Records shown below:
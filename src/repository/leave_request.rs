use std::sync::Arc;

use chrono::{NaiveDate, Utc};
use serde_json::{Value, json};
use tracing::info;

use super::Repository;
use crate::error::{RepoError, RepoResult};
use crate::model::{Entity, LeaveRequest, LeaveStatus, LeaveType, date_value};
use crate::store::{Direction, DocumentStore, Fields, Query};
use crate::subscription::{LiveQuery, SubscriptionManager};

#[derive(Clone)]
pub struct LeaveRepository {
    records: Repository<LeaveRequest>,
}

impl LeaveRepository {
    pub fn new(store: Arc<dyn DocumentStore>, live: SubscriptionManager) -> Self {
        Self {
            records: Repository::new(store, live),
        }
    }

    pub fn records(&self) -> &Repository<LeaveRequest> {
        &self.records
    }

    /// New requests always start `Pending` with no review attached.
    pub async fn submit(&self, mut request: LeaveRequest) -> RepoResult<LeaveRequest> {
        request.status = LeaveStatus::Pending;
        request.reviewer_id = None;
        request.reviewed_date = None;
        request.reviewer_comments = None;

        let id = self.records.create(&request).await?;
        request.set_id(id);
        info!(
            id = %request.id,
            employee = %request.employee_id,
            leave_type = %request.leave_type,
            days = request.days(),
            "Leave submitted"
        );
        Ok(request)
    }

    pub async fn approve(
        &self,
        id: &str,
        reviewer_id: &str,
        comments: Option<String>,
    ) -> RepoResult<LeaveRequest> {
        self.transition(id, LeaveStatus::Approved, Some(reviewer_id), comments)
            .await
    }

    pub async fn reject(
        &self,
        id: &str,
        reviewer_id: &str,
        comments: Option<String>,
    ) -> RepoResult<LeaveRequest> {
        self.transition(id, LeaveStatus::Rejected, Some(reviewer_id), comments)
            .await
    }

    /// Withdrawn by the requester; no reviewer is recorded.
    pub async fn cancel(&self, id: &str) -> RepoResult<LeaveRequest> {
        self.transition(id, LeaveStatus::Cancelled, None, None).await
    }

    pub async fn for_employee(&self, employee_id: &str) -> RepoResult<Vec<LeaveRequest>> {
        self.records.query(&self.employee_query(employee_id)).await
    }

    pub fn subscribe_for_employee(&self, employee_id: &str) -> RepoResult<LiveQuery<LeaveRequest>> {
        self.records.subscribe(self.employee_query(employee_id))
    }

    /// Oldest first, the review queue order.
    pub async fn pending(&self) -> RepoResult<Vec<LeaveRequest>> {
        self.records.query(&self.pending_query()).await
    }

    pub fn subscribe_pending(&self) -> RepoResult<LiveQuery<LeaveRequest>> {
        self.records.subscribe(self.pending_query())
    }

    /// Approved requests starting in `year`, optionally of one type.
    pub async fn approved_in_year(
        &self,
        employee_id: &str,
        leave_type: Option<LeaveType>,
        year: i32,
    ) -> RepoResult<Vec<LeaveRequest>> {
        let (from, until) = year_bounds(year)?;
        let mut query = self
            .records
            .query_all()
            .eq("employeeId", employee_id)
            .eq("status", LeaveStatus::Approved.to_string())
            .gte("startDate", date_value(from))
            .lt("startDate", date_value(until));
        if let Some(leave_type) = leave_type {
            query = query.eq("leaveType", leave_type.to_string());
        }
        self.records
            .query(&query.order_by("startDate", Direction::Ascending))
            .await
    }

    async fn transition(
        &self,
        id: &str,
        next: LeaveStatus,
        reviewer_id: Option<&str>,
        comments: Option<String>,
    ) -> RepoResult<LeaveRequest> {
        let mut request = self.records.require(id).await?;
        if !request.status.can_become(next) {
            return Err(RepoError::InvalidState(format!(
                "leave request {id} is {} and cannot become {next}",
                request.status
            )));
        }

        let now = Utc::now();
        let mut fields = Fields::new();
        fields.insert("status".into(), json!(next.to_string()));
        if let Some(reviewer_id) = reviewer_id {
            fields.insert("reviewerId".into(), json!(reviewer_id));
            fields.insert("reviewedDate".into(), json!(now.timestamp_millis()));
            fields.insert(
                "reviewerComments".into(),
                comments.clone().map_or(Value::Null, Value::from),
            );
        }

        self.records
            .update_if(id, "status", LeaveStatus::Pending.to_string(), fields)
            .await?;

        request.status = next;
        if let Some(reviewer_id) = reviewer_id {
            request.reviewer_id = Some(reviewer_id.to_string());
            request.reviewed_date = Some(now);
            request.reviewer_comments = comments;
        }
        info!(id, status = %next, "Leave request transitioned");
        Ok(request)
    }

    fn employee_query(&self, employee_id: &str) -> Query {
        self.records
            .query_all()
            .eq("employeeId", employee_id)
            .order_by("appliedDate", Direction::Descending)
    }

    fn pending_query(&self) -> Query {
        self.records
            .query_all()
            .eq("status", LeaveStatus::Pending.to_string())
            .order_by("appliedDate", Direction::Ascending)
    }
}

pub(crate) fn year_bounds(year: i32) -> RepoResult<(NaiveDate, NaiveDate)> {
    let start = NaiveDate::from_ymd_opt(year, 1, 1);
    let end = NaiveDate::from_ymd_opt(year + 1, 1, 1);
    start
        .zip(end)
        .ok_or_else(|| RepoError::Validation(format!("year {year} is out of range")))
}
End of Records shown.
— Activity —
Please report every line of the records above that contains the word "None".

— Completed task —
        request.reviewer_id = None;
        request.reviewed_date = None;
        request.reviewer_comments = None;
        self.transition(id, LeaveStatus::Cancelled, None, None).await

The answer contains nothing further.